Last week, we, the Argentinian citizens, witnessed an illuminating economic event. The price of the black market US dollar – “Dólar Blue” for locals -, with its ups and downs, showed its true essence: it is unpredictable, there is no way of knowing where it will move tomorrow. Here goes again and in bold, just in case you were distracted. There is no way of knowing where the price of the black market dollar will move tomorrow.
In this context, what happened in the public sphere deserves our attention. After a week of strong fall, several economists came out to explain why it was falling. Afterwards, after last week’s rebound, others came out to explain why it was rising again. Of course, when it has already happened everybody can explain why it occurred. The curious thing is that most opinions reveal an extraordinary knowledge pretension. By the way in which it is explained, it seems obvious (“natural”) that the Dólar Blue has followed the path that it followed.
In this framework, I feel the need of insisting with what I said in the beginning: THERE IS NO WAY OF KNOWING WHICH THE PRICE OF THE DÓLAR BLUE WILL BE IN THE FUTURE (in case you want to frame it, here it is in the form of poetry). But, let’s wait a second.

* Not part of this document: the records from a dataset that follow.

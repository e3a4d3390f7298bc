mod common;

use std::sync::Arc;

use axum::http::StatusCode;
use chrono::{DateTime, Utc};
use serde_json::{json, Value};

use common::{meeting_app, send, strings, StubPeers};
use registry::{generate_id, is_valid_id, Attachment, CalendarSummary, Participant};

fn sync_meeting() -> Value {
    json!({
        "title": "Sync",
        "details": "weekly",
        "datetime": "2024-03-01 10:00 AM",
        "location": "room 1",
        "calendars": [],
        "participants": [],
        "attachments": []
    })
}

async fn create(app: &axum::Router, body: Value) -> String {
    let (status, created) = send(app, "POST", "/meetings", Some(body)).await;
    assert_eq!(status, StatusCode::CREATED);
    created["data"]["id"].as_str().unwrap().to_string()
}

#[tokio::test]
async fn test_create_then_list_by_ids_round_trip() {
    let app = meeting_app(Arc::new(StubPeers::default()));

    let (status, created) = send(&app, "POST", "/meetings", Some(sync_meeting())).await;
    assert_eq!(status, StatusCode::CREATED);
    let id = created["data"]["id"].as_str().unwrap().to_string();
    assert!(is_valid_id(&id));

    let (status, body) = send(&app, "GET", &format!("/meetings?ids={}", id), None).await;
    assert_eq!(status, StatusCode::OK);
    let meeting = &body["data"][0];
    assert_eq!(meeting["id"], id.as_str());
    assert_eq!(meeting["title"], "Sync");
    assert_eq!(meeting["details"], "weekly");
    assert_eq!(meeting["datetime"], "2024-03-01 10:00 AM");
    assert_eq!(meeting["location"], "room 1");
    assert_eq!(meeting["calendars"], json!([]));
    assert_eq!(meeting["participants"], json!([]));
    assert_eq!(meeting["attachments"], json!([]));
}

#[tokio::test]
async fn test_expansion_resolves_each_relation() {
    let calendar = CalendarSummary::new("Team".to_string(), "shared".to_string());
    let participant = Participant {
        id: generate_id(),
        name: "Ada".to_string(),
        email: "ada@example.com".to_string(),
    };
    let attachment = Attachment {
        id: generate_id(),
        url: "https://files.example.com/agenda.pdf".to_string(),
    };
    let peers = Arc::new(StubPeers {
        calendars: vec![calendar.clone()],
        participants: vec![participant.clone()],
        attachments: vec![attachment.clone()],
        ..Default::default()
    });
    let app = meeting_app(peers.clone());

    let mut body = sync_meeting();
    body["calendars"] = json!([calendar.id]);
    body["participants"] = json!([participant.id]);
    body["attachments"] = json!([attachment.id]);
    let id = create(&app, body).await;

    let (status, body) = send(&app, "GET", &format!("/meetings/{}", id), None).await;
    assert_eq!(status, StatusCode::OK);
    let meeting = &body["data"];
    assert_eq!(meeting["calendars"][0]["title"], "Team");
    assert_eq!(meeting["participants"][0]["email"], "ada@example.com");
    assert_eq!(meeting["attachments"][0]["url"], attachment.url.as_str());
    assert_eq!(meeting["datetime"], "2024-03-01T10:00:00Z");
    assert_eq!(peers.call_count(), 3);

    let (_, body) = send(&app, "GET", "/meetings", None).await;
    assert_eq!(body["data"][0]["participants"][0]["name"], "Ada");
}

#[tokio::test]
async fn test_empty_relations_do_not_call_peers() {
    let peers = Arc::new(StubPeers::default());
    let app = meeting_app(peers.clone());
    let id = create(&app, sync_meeting()).await;

    let (status, body) = send(&app, "GET", &format!("/meetings/{}", id), None).await;
    assert_eq!(status, StatusCode::OK);
    assert_eq!(body["data"]["calendars"], json!([]));
    assert_eq!(body["data"]["participants"], json!([]));
    assert_eq!(body["data"]["attachments"], json!([]));
    assert_eq!(peers.call_count(), 0);
}

#[tokio::test]
async fn test_malformed_datetime_expands_to_now() {
    let app = meeting_app(Arc::new(StubPeers::default()));
    let mut body = sync_meeting();
    body["datetime"] = json!("first thing monday");
    let id = create(&app, body).await;

    let before = Utc::now() - chrono::Duration::seconds(1);
    let (status, body) = send(&app, "GET", &format!("/meetings/{}", id), None).await;
    assert_eq!(status, StatusCode::OK);

    let expanded: DateTime<Utc> = body["data"]["datetime"]
        .as_str()
        .unwrap()
        .parse()
        .unwrap();
    assert!(expanded >= before);
    assert!(expanded <= Utc::now() + chrono::Duration::seconds(1));
}

#[tokio::test]
async fn test_unknown_participant_is_stored_but_expands_empty() {
    let peers = Arc::new(StubPeers::default());
    let app = meeting_app(peers.clone());
    let id = create(&app, sync_meeting()).await;
    let stranger = generate_id();

    let (status, body) = send(
        &app,
        "POST",
        &format!("/meetings/{}/addParticipants", id),
        Some(json!({"participants": [stranger]})),
    )
    .await;
    assert_eq!(status, StatusCode::OK);
    assert_eq!(body["data"]["participants"], json!([]));
    assert_eq!(peers.call_count(), 1);

    let (_, body) = send(&app, "GET", &format!("/meetings?ids={}", id), None).await;
    assert_eq!(strings(&body["data"][0]["participants"]), vec![stranger]);
}

#[tokio::test]
async fn test_malformed_participant_id_aborts_without_mutation() {
    let app = meeting_app(Arc::new(StubPeers::default()));
    let existing = generate_id();
    let mut body = sync_meeting();
    body["participants"] = json!([existing]);
    let id = create(&app, body).await;

    let (status, body) = send(
        &app,
        "POST",
        &format!("/meetings/{}/addParticipants", id),
        Some(json!({"participants": [generate_id(), "participant-two", generate_id()]})),
    )
    .await;
    assert_eq!(status, StatusCode::BAD_REQUEST);
    assert_eq!(body["error"], "Invalid participant ID: participant-two");

    let (_, body) = send(&app, "GET", &format!("/meetings?ids={}", id), None).await;
    assert_eq!(strings(&body["data"][0]["participants"]), vec![existing]);

    let (status, body) = send(
        &app,
        "POST",
        &format!("/meetings/{}/removeAttachments", id),
        Some(json!({"attachments": []})),
    )
    .await;
    assert_eq!(status, StatusCode::BAD_REQUEST);
    assert_eq!(body["error"], "No attachments provided");
}

#[tokio::test]
async fn test_add_twice_then_remove_restores_attachments() {
    let app = meeting_app(Arc::new(StubPeers::default()));
    let id = create(&app, sync_meeting()).await;
    let by_ids = format!("/meetings?ids={}", id);
    let attachment = generate_id();

    // The attachments registry's callback shape
    let (status, _) = send(
        &app,
        "POST",
        &format!("/meetings/{}/attachments", id),
        Some(json!({"attachmentsId": attachment})),
    )
    .await;
    assert_eq!(status, StatusCode::OK);

    let (status, _) = send(
        &app,
        "GET",
        &format!("/meetings/{}/addAttachment/{}", id, attachment),
        None,
    )
    .await;
    assert_eq!(status, StatusCode::OK);

    let (_, body) = send(&app, "GET", &by_ids, None).await;
    assert_eq!(strings(&body["data"][0]["attachments"]), vec![attachment.clone()]);

    let (status, _) = send(
        &app,
        "POST",
        &format!("/meetings/{}/removeAttachments", id),
        Some(json!([attachment])),
    )
    .await;
    assert_eq!(status, StatusCode::OK);

    let (_, body) = send(&app, "GET", &by_ids, None).await;
    assert_eq!(body["data"][0]["attachments"], json!([]));
}

#[tokio::test]
async fn test_calendar_links_by_path() {
    let calendar = CalendarSummary::new("Team".to_string(), String::new());
    let peers = Arc::new(StubPeers {
        calendars: vec![calendar.clone()],
        ..Default::default()
    });
    let app = meeting_app(peers);
    let id = create(&app, sync_meeting()).await;

    let (status, body) = send(
        &app,
        "GET",
        &format!("/meetings/{}/addCalendar/{}", id, calendar.id),
        None,
    )
    .await;
    assert_eq!(status, StatusCode::OK);
    assert_eq!(body["data"]["calendars"][0]["id"], calendar.id.as_str());

    let (status, body) = send(
        &app,
        "GET",
        &format!("/meetings/{}/removeCalendar/{}", id, calendar.id),
        None,
    )
    .await;
    assert_eq!(status, StatusCode::OK);
    assert_eq!(body["data"]["calendars"], json!([]));

    let (status, body) = send(
        &app,
        "GET",
        &format!("/meetings/{}/addParticipant/bogus", id),
        None,
    )
    .await;
    assert_eq!(status, StatusCode::BAD_REQUEST);
    assert_eq!(body["error"], "Invalid participant ID: bogus");

    let (status, body) = send(
        &app,
        "GET",
        &format!("/meetings/{}/addCalendar/{}", generate_id(), calendar.id),
        None,
    )
    .await;
    assert_eq!(status, StatusCode::NOT_FOUND);
    assert_eq!(body["error"], "Meeting not found");
}

#[tokio::test]
async fn test_update_never_touches_relations_or_id() {
    let app = meeting_app(Arc::new(StubPeers::default()));
    let participant = generate_id();
    let mut body = sync_meeting();
    body["participants"] = json!([participant]);
    let id = create(&app, body).await;

    let (status, body) = send(
        &app,
        "PUT",
        &format!("/meetings/{}", id),
        Some(json!({
            "id": generate_id(),
            "location": "room 2",
            "datetime": "2024-03-08 02:30 PM",
            "participants": [],
            "calendars": [generate_id()]
        })),
    )
    .await;
    assert_eq!(status, StatusCode::OK);
    let meeting = &body["data"];
    assert_eq!(meeting["id"], id.as_str());
    assert_eq!(meeting["title"], "Sync");
    assert_eq!(meeting["location"], "room 2");
    assert_eq!(meeting["datetime"], "2024-03-08 02:30 PM");
    assert_eq!(strings(&meeting["participants"]), vec![participant]);
    assert_eq!(meeting["calendars"], json!([]));
}

#[tokio::test]
async fn test_delete_twice_is_not_found() {
    let app = meeting_app(Arc::new(StubPeers::default()));
    let id = create(&app, sync_meeting()).await;
    let uri = format!("/meetings/{}", id);

    let (status, body) = send(&app, "DELETE", &uri, None).await;
    assert_eq!(status, StatusCode::OK);
    assert_eq!(body["message"], "Meeting deleted successfully");

    let (status, body) = send(&app, "DELETE", &uri, None).await;
    assert_eq!(status, StatusCode::NOT_FOUND);
    assert_eq!(body["error"], "Meeting not found");
}

#[tokio::test]
async fn test_create_validates_relationship_ids() {
    let app = meeting_app(Arc::new(StubPeers::default()));
    let mut body = sync_meeting();
    body["attachments"] = json!(["attachment-one"]);

    let (status, body) = send(&app, "POST", "/meetings", Some(body)).await;
    assert_eq!(status, StatusCode::BAD_REQUEST);
    assert_eq!(body["error"], "Invalid attachment ID: attachment-one");

    let (_, body) = send(&app, "GET", "/meetings", None).await;
    assert_eq!(body["data"], json!([]));
}

#[tokio::test]
async fn test_attachments_registry_callbacks_add_then_delete() {
    let app = meeting_app(Arc::new(StubPeers::default()));
    let id = create(&app, sync_meeting()).await;
    let by_ids = format!("/meetings?ids={}", id);
    let attachment = generate_id();

    let (status, _) = send(
        &app,
        "POST",
        &format!("/meetings/{}/attachments", id),
        Some(json!({"attachmentsId": attachment})),
    )
    .await;
    assert_eq!(status, StatusCode::OK);

    let (status, body) = send(
        &app,
        "DELETE",
        &format!("/meetings/{}/attachments/{}", id, attachment),
        None,
    )
    .await;
    assert_eq!(status, StatusCode::OK);
    assert_eq!(body["data"]["attachments"], json!([]));

    let (_, body) = send(&app, "GET", &by_ids, None).await;
    assert_eq!(body["data"][0]["attachments"], json!([]));

    let (status, body) = send(
        &app,
        "DELETE",
        &format!("/meetings/{}/participants/{}", generate_id(), generate_id()),
        None,
    )
    .await;
    assert_eq!(status, StatusCode::NOT_FOUND);
    assert_eq!(body["error"], "Meeting not found");
}

#[tokio::test]
async fn test_resource_style_delete_for_calendars_and_participants() {
    let app = meeting_app(Arc::new(StubPeers::default()));
    let calendar = generate_id();
    let participant = generate_id();
    let mut body = sync_meeting();
    body["calendars"] = json!([calendar]);
    body["participants"] = json!([participant]);
    let id = create(&app, body).await;

    let (status, _) = send(
        &app,
        "DELETE",
        &format!("/meetings/{}/calendars/{}", id, calendar),
        None,
    )
    .await;
    assert_eq!(status, StatusCode::OK);
    let (status, _) = send(
        &app,
        "DELETE",
        &format!("/meetings/{}/participants/{}", id, participant),
        None,
    )
    .await;
    assert_eq!(status, StatusCode::OK);

    let (_, body) = send(&app, "GET", &format!("/meetings?ids={}", id), None).await;
    assert_eq!(body["data"][0]["calendars"], json!([]));
    assert_eq!(body["data"][0]["participants"], json!([]));
}

#[tokio::test]
async fn test_malformed_query_uses_error_envelope() {
    let app = meeting_app(Arc::new(StubPeers::default()));

    let (status, body) = send(&app, "GET", "/meetings?ids=a&ids=b", None).await;
    assert_eq!(status, StatusCode::BAD_REQUEST);
    assert_eq!(body["error"], "Invalid query parameters");
}

#[tokio::test]
async fn test_unknown_route_and_method_use_error_envelope() {
    let app = meeting_app(Arc::new(StubPeers::default()));

    let (status, body) = send(&app, "GET", "/agendas", None).await;
    assert_eq!(status, StatusCode::NOT_FOUND);
    assert_eq!(body["error"], "Route not found");

    let (status, body) = send(&app, "PATCH", "/meetings", None).await;
    assert_eq!(status, StatusCode::METHOD_NOT_ALLOWED);
    assert_eq!(body["error"], "Method not allowed");
}

#[tokio::test]
async fn test_create_accepts_null_fields() {
    let app = meeting_app(Arc::new(StubPeers::default()));

    let (status, body) = send(
        &app,
        "POST",
        "/meetings",
        Some(json!({
            "title": "Sync",
            "details": null,
            "datetime": null,
            "location": null,
            "calendars": null,
            "participants": null,
            "attachments": null
        })),
    )
    .await;
    assert_eq!(status, StatusCode::CREATED);
    assert_eq!(body["data"]["title"], "Sync");
    assert_eq!(body["data"]["datetime"], "");
    assert_eq!(body["data"]["participants"], json!([]));
}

Does this mean that we, the economists, don’t know anything? No, please, of course not! Does it mean we are kind of chamuyeros (smooth talkers)? Maybe, but it is not the point.
The point is that the world is hyper complex. There is a multitude of variables, effects and causes operating simultaneously. Each phenomenon is affected by infinite forces. Some are relevant, some are not; some are known, some are not. The fact is that the result of each phenomenon depends on the confluence of all of them. In other words, it requires a knowledge impossible to gather.
In this chaotic world, it is necessary that we, the economists, look each other in the eye, make some funny faces, eat some croissants and then assume the difficult scenery and ask ourselves: to what kind of knowledge can we aim?
What we can contribute with
The good news is that, in this complex scenario, there is still an important space where the economists can make relevant contributions. Even though there is no way of anticipating the future (price of the dollar, financial crisis, etc.), we can aim to understand the effect of the most significant variables of the phenomenon we want to study (which necessarily must be linked to the problem we want to solve).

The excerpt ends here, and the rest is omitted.